//! Contract compliance tests for bytecode_system
//!
//! Verifies the IR upholds the invariants the compiler and execution engine
//! rely on: parallel ArgSet arrays, resolved anchors, stable action names.

use bytecode_system::{ArgKind, ArgSet, InstructionSet, Opcode, SetKind};

/// Every action in the closed opcode set keeps its wire name
#[test]
fn test_contract_action_vocabulary() {
    let expected = [
        (Opcode::PutSelf, "putself"),
        (Opcode::PutObject, "putobject"),
        (Opcode::PutString, "putstring"),
        (Opcode::PutNil, "putnil"),
        (Opcode::GetLocal, "getlocal"),
        (Opcode::SetLocal, "setlocal"),
        (Opcode::GetConstant, "getconstant"),
        (Opcode::SetConstant, "setconstant"),
        (Opcode::GetInstanceVariable, "getinstancevariable"),
        (Opcode::SetInstanceVariable, "setinstancevariable"),
        (Opcode::Send, "send"),
        (Opcode::InvokeBlock, "invokeblock"),
        (Opcode::GetBlock, "getblock"),
        (Opcode::DefMethod, "def_method"),
        (Opcode::DefSingletonMethod, "def_singleton_method"),
        (Opcode::DefClass, "def_class"),
        (Opcode::BranchUnless, "branchunless"),
        (Opcode::Jump, "jump"),
        (Opcode::Pop, "pop"),
        (Opcode::Leave, "leave"),
    ];
    for (op, name) in expected {
        assert_eq!(op.as_str(), name);
    }
}

/// ArgSet cannot be grown out of lockstep
#[test]
fn test_contract_arg_set_shape() {
    let mut args = ArgSet::new();
    for (i, kind) in [
        ArgKind::Normal,
        ArgKind::Optional,
        ArgKind::Splat,
        ArgKind::Keyword,
        ArgKind::Block,
    ]
    .into_iter()
    .enumerate()
    {
        args.push(format!("p{}", i), kind);
    }
    assert_eq!(args.names().len(), 5);
    assert_eq!(args.types(), &[0, 1, 2, 3, 4]);
}

/// A completed set with back-filled anchors passes validation; anchors
/// always land inside the same set
#[test]
fn test_contract_anchor_resolution() {
    let mut set = InstructionSet::new("ProgramStart", SetKind::Program);
    // while-style loop skeleton: cond, branchunless end, body, jump start
    let start = set.next_index();
    set.emit(Opcode::GetLocal, 1, vec!["0".into(), "0".into()]);
    let exit = set.emit(Opcode::BranchUnless, 1, vec![]);
    set.emit(Opcode::PutSelf, 2, vec![]);
    set.emit(Opcode::Send, 2, vec!["tick".into(), "0".into()]);
    set.emit(Opcode::Pop, 2, vec![]);
    let back = set.emit(Opcode::Jump, 3, vec![]);
    set.set_anchor(back, start);
    let end = set.emit(Opcode::PutNil, 3, vec![]);
    set.set_anchor(exit, end);
    set.emit(Opcode::Leave, 3, vec![]);

    assert!(set.validate().is_ok());
    for inst in &set.instructions {
        if let Some(anchor) = inst.anchor {
            assert!(anchor < set.instructions.len());
        }
    }
}
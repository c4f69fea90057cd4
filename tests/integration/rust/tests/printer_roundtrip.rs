//! Cross-stage property tests
//!
//! Checks the properties that hold over any accepted program: canonical
//! printing is a fixed point under re-parsing, token lines never decrease,
//! and every generated instruction set validates and ends with `leave`.

use parser::lexer::TokenKind;
use parser::{print, BytecodeGenerator, Lexer, Parser};

const CORPUS: &[&str] = &[
    "a = 1",
    "a = 1 + 2 * 3 ** 4",
    "@state = nil",
    "self.foo(1, \"two\", 3.5)",
    "class Bar\ndef self.foo\n10\nend\nend\nclass Foo < Bar; end\nBar.foo",
    "module Baz\nclass Bar\ndef bar\nFoo.new.bar\nend\nend\nend",
    "def baz(z)\nbar(z + 100) do |b|\nyield(b)\nend\nend",
    "def bar(block)\nblock.call + get_block.call\nend",
    "if a == b && c\nfoo\nelse\nbar\nend",
    "while i < 10 do\ni = i + 1\nend",
    "x = true || false\n!x",
];

#[test]
fn test_canonical_print_is_a_fixed_point() {
    for source in CORPUS {
        let once = print(&Parser::new(source).parse_program().expect(source));
        let twice = print(&Parser::new(&once).parse_program().expect(source));
        assert_eq!(once, twice, "printing {:?} is not a fixed point", source);
    }
}

#[test]
fn test_token_lines_never_decrease() {
    for source in CORPUS {
        let mut lexer = Lexer::new(source);
        let mut previous = 1;
        loop {
            let token = lexer.next_token();
            assert!(
                token.line >= previous,
                "line went backwards at {:?} in {:?}",
                token.literal,
                source
            );
            previous = token.line;
            if token.kind == TokenKind::Eof {
                break;
            }
        }
    }
}

#[test]
fn test_generated_sets_are_well_formed() {
    for source in CORPUS {
        let program = Parser::new(source).parse_program().expect(source);
        let sets = BytecodeGenerator::new().generate(&program).expect(source);
        assert_eq!(sets[0].name, "ProgramStart");
        for set in &sets {
            assert!(
                set.validate().is_ok(),
                "set {} of {:?} failed validation",
                set.name,
                source
            );
            assert_eq!(
                set.instructions.last().map(|i| i.action.as_str()),
                Some("leave"),
                "set {} of {:?} does not end with leave",
                set.name,
                source
            );
            for (index, instruction) in set.instructions.iter().enumerate() {
                assert_eq!(instruction.line, index);
            }
        }
    }
}

#[test]
fn test_reparsing_canonical_output_compiles_identically() {
    for source in CORPUS {
        let program = Parser::new(source).parse_program().expect(source);
        let canonical = print(&program);
        let reparsed = Parser::new(&canonical).parse_program().expect(source);
        let original_sets = BytecodeGenerator::new().generate(&program).expect(source);
        let reparsed_sets = BytecodeGenerator::new().generate(&reparsed).expect(source);
        assert_eq!(
            original_sets.len(),
            reparsed_sets.len(),
            "set count diverged for {:?}",
            source
        );
    }
}
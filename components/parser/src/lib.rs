//! Sapphire Parser Component
//!
//! Provides the lexer, parser, canonical AST printer, and bytecode compiler
//! for the Sapphire language front end.
//!
//! # Overview
//!
//! - [`Lexer`] - Tokenizes Sapphire source code
//! - [`Token`] - Token types including identifiers, literals, keywords
//! - [`Parser`] - Recursive descent parser producing AST
//! - [`Program`] - Abstract Syntax Tree root
//! - [`print`] - Canonical AST-to-source renderer
//! - [`BytecodeGenerator`] - Converts AST to instruction sets
//!
//! # Example
//!
//! ```
//! use parser::{print, BytecodeGenerator, Parser};
//!
//! let source = "a = 1";
//! let mut parser = Parser::new(source);
//! let program = parser.parse_program().unwrap();
//! assert_eq!(print(&program), "a = 1");
//!
//! let mut gen = BytecodeGenerator::new();
//! let sets = gen.generate(&program).unwrap();
//! assert_eq!(sets[0].name, "ProgramStart");
//! ```

#![warn(missing_docs)]
#![warn(clippy::all)]

pub mod ast;
pub mod bytecode_gen;
pub mod error;
pub mod lexer;
pub mod parser;
pub mod printer;
pub mod scope;

pub use ast::{Expression, Program, Receiver, Statement};
pub use bytecode_gen::BytecodeGenerator;
pub use lexer::{Keyword, Lexer, Punctuator, Token, TokenKind};
pub use parser::Parser;
pub use printer::print;
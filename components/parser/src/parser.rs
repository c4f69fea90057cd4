//! Recursive descent parser for Sapphire
//!
//! Statements are dispatched on their leading token; expressions use
//! precedence climbing. The parser stops at the first structural error and
//! returns it as a value; it never panics on malformed input, and a depth
//! counter converts pathological nesting into a diagnosed parse error
//! instead of stack exhaustion.

use crate::ast::*;
use crate::error::*;
use crate::lexer::{Keyword, Lexer, Punctuator, Token, TokenKind};
use core_types::SapphireError;

/// Hard cap on expression/statement nesting depth
const MAX_NESTING_DEPTH: u32 = 512;

/// Binding strength of infix operators, weakest first
#[derive(Debug, Clone, Copy, PartialEq, Eq, PartialOrd, Ord)]
enum Precedence {
    Lowest,
    Assign,
    AndOr,
    Equals,
    LessGreater,
    Sum,
    Product,
    Power,
    Prefix,
    Call,
    Resolution,
}

fn token_precedence(kind: TokenKind) -> Precedence {
    match kind {
        TokenKind::Punctuator(p) => match p {
            Punctuator::Assign => Precedence::Assign,
            Punctuator::And | Punctuator::Or => Precedence::AndOr,
            Punctuator::Eq | Punctuator::NotEq => Precedence::Equals,
            Punctuator::Lt | Punctuator::Lte | Punctuator::Gt | Punctuator::Gte => {
                Precedence::LessGreater
            }
            Punctuator::Plus | Punctuator::Minus => Precedence::Sum,
            Punctuator::Asterisk | Punctuator::Slash | Punctuator::Modulo => Precedence::Product,
            Punctuator::Pow => Precedence::Power,
            Punctuator::Dot => Precedence::Call,
            Punctuator::ResolutionOperator => Precedence::Resolution,
            _ => Precedence::Lowest,
        },
        _ => Precedence::Lowest,
    }
}

/// Sapphire parser
pub struct Parser {
    lexer: Lexer,
    cur: Token,
    peek: Token,
    depth: u32,
    /// Suppresses `do`-block attachment while parsing a `while` condition,
    /// where `do` terminates the condition instead
    suppress_do_block: bool,
}
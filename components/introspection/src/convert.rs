//! Conversion of compiled instruction sets to host-embeddable values
//!
//! `Ripper.compile` hands its result back as nested [`Value`]s so embedded
//! programs can walk it without a serialization round trip. Field names
//! match the serialized IR: `name`, `type`, `arg_set` (`names` / `types`),
//! `instructions` (`action`, `line`, `source_line`, `params`, `anchor`).
//! Optional fields are omitted, never nil.

use bytecode_system::{ArgSet, Instruction, InstructionSet};
use core_types::Value;

fn pair(key: &str, value: Value) -> (String, Value) {
    (key.to_string(), value)
}

/// Convert a compiled program to an array of instruction-set hashes
pub fn instruction_sets_to_value(sets: &[InstructionSet]) -> Value {
    Value::Array(sets.iter().map(set_to_value).collect())
}

fn set_to_value(set: &InstructionSet) -> Value {
    let mut pairs = vec![
        pair("name", Value::Str(set.name.clone())),
        pair("type", Value::string(set.kind.as_str())),
    ];
    if let Some(args) = &set.arg_set {
        pairs.push(pair("arg_set", arg_set_to_value(args)));
    }
    pairs.push(pair(
        "instructions",
        Value::Array(set.instructions.iter().map(instruction_to_value).collect()),
    ));
    Value::Hash(pairs)
}

fn arg_set_to_value(args: &ArgSet) -> Value {
    Value::Hash(vec![
        pair(
            "names",
            Value::Array(args.names().iter().map(|n| Value::Str(n.clone())).collect()),
        ),
        pair(
            "types",
            Value::Array(args.types().iter().map(|&t| Value::Integer(t)).collect()),
        ),
    ])
}

fn instruction_to_value(instruction: &Instruction) -> Value {
    let mut pairs = vec![
        pair("action", Value::string(instruction.action.as_str())),
        pair("line", Value::Integer(instruction.line as i64)),
        pair(
            "source_line",
            Value::Integer(i64::from(instruction.source_line)),
        ),
        pair(
            "params",
            Value::Array(
                instruction
                    .params
                    .iter()
                    .map(|p| Value::Str(p.clone()))
                    .collect(),
            ),
        ),
    ];
    if let Some(anchor) = instruction.anchor {
        pairs.push(pair("anchor", Value::Integer(anchor as i64)));
    }
    Value::Hash(pairs)
}
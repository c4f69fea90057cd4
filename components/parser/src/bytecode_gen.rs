//! Bytecode generation from AST
//!
//! One instruction set is emitted per lexical scope: the top-level program,
//! each method definition, each class or module body, and each block
//! literal. Statements and expressions lower in evaluation order; the
//! receiver distinction was resolved at parse time, so implicit-receiver
//! calls lower exactly like explicit `self.` calls. Control flow emits
//! placeholder branches whose anchors are back-filled once the target index
//! is known; a successfully generated program never retains an unresolved
//! anchor.

use crate::ast::*;
use crate::scope::ScopeStack;
use bytecode_system::{ArgKind, ArgSet, InstructionSet, Opcode, SetKind};
use core_types::SapphireError;

/// Bytecode generator that converts an AST to instruction sets
pub struct BytecodeGenerator {
    sets: Vec<InstructionSet>,
    scopes: ScopeStack,
    block_count: usize,
}
//! Core Sapphire value types and error handling.
//!
//! This crate provides the foundational types shared by every stage of the
//! Sapphire compiler front end: the structured error model and the
//! host-embeddable value representation used by the native-value bridge.
//!
//! # Overview
//!
//! - [`Value`] - Tagged representation of host-embeddable Sapphire values
//! - [`SapphireError`] - Structured errors carrying a kind, line and message
//! - [`ErrorKind`] - The error taxonomy of the front end
//!
//! # Examples
//!
//! ```
//! use core_types::{Value, SapphireError, ErrorKind};
//!
//! // Build bridge values
//! let row = Value::Array(vec![
//!     Value::Integer(1),
//!     Value::Str("on_class".to_string()),
//! ]);
//! assert_eq!(row.kind_name(), "Array");
//!
//! // Build a structured error
//! let error = SapphireError::new(ErrorKind::TypeError, 0, "wrong argument");
//! assert_eq!(error.to_string(), "TypeError: wrong argument");
//! ```

#![warn(missing_docs)]
#![warn(clippy::all)]
#![deny(unsafe_code)]

mod error;
mod value;

pub use error::{ErrorKind, SapphireError};
pub use value::Value;
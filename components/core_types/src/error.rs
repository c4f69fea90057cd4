//! Sapphire error types and error handling.
//!
//! Every fallible operation in the front end returns these as plain values;
//! no stage uses panics or non-local control transfer for expected failures.

use thiserror::Error;

/// The kind of Sapphire error.
///
/// These correspond to the user-visible error classes of the host runtime.
#[derive(Debug, Clone, Copy, PartialEq, Eq)]
pub enum ErrorKind {
    /// Wrong number of arguments passed to an operation
    ArgumentError,
    /// Argument present but of the wrong kind
    TypeError,
    /// Malformed grammar rejected by the parser
    ParseError,
    /// Compilation failure (only ever a parse failure passed through)
    CompileError,
    /// A disabled capability was invoked (e.g. constructing the façade)
    UnsupportedMethodError,
    /// Internal engine error; should be unreachable given the IR invariants
    InternalError,
}

impl ErrorKind {
    /// Stable class name for this error kind
    pub fn name(self) -> &'static str {
        match self {
            ErrorKind::ArgumentError => "ArgumentError",
            ErrorKind::TypeError => "TypeError",
            ErrorKind::ParseError => "ParseError",
            ErrorKind::CompileError => "CompileError",
            ErrorKind::UnsupportedMethodError => "UnsupportedMethodError",
            ErrorKind::InternalError => "InternalError",
        }
    }
}

/// A structured Sapphire error with kind, source line and message.
///
/// The line is best-effort: 0 when no source location applies (argument
/// guards, construction errors).
///
/// # Examples
///
/// ```
/// use core_types::{SapphireError, ErrorKind};
///
/// let error = SapphireError::new(ErrorKind::ParseError, 3, "unexpected token `end`");
/// assert_eq!(error.line, 3);
/// assert_eq!(error.to_string(), "ParseError: unexpected token `end`");
/// ```
#[derive(Debug, Clone, PartialEq, Error)]
#[error("{}: {message}", kind.name())]
pub struct SapphireError {
    /// The class of error
    pub kind: ErrorKind,
    /// 1-based source line the error refers to, or 0 when not applicable
    pub line: u32,
    /// Human-readable error message
    pub message: String,
}

impl SapphireError {
    /// Create a new error
    pub fn new(kind: ErrorKind, line: u32, message: impl Into<String>) -> Self {
        Self {
            kind,
            line,
            message: message.into(),
        }
    }
}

***

TRY IT:
There is a run of lines above from the one with "pub mod lexer;" to the one with "operators, weakest first"; print exactly that run, both ends included, and nothing else.

ANSWER FOR THE TASK:
pub mod lexer;
pub mod parser;
pub mod printer;
pub mod scope;

pub use ast::{Expression, Program, Receiver, Statement};
pub use bytecode_gen::BytecodeGenerator;
pub use lexer::{Keyword, Lexer, Punctuator, Token, TokenKind};
pub use parser::Parser;
pub use printer::print;
filename components/parser/src/parser.rs
repository c4f69fea90057cd4
//! Recursive descent parser for Sapphire
//!
//! Statements are dispatched on their leading token; expressions use
//! precedence climbing. The parser stops at the first structural error and
//! returns it as a value; it never panics on malformed input, and a depth
//! counter converts pathological nesting into a diagnosed parse error
//! instead of stack exhaustion.

use crate::ast::*;
use crate::error::*;
use crate::lexer::{Keyword, Lexer, Punctuator, Token, TokenKind};
use core_types::SapphireError;

/// Hard cap on expression/statement nesting depth
const MAX_NESTING_DEPTH: u32 = 512;

/// Binding strength of infix operators, weakest first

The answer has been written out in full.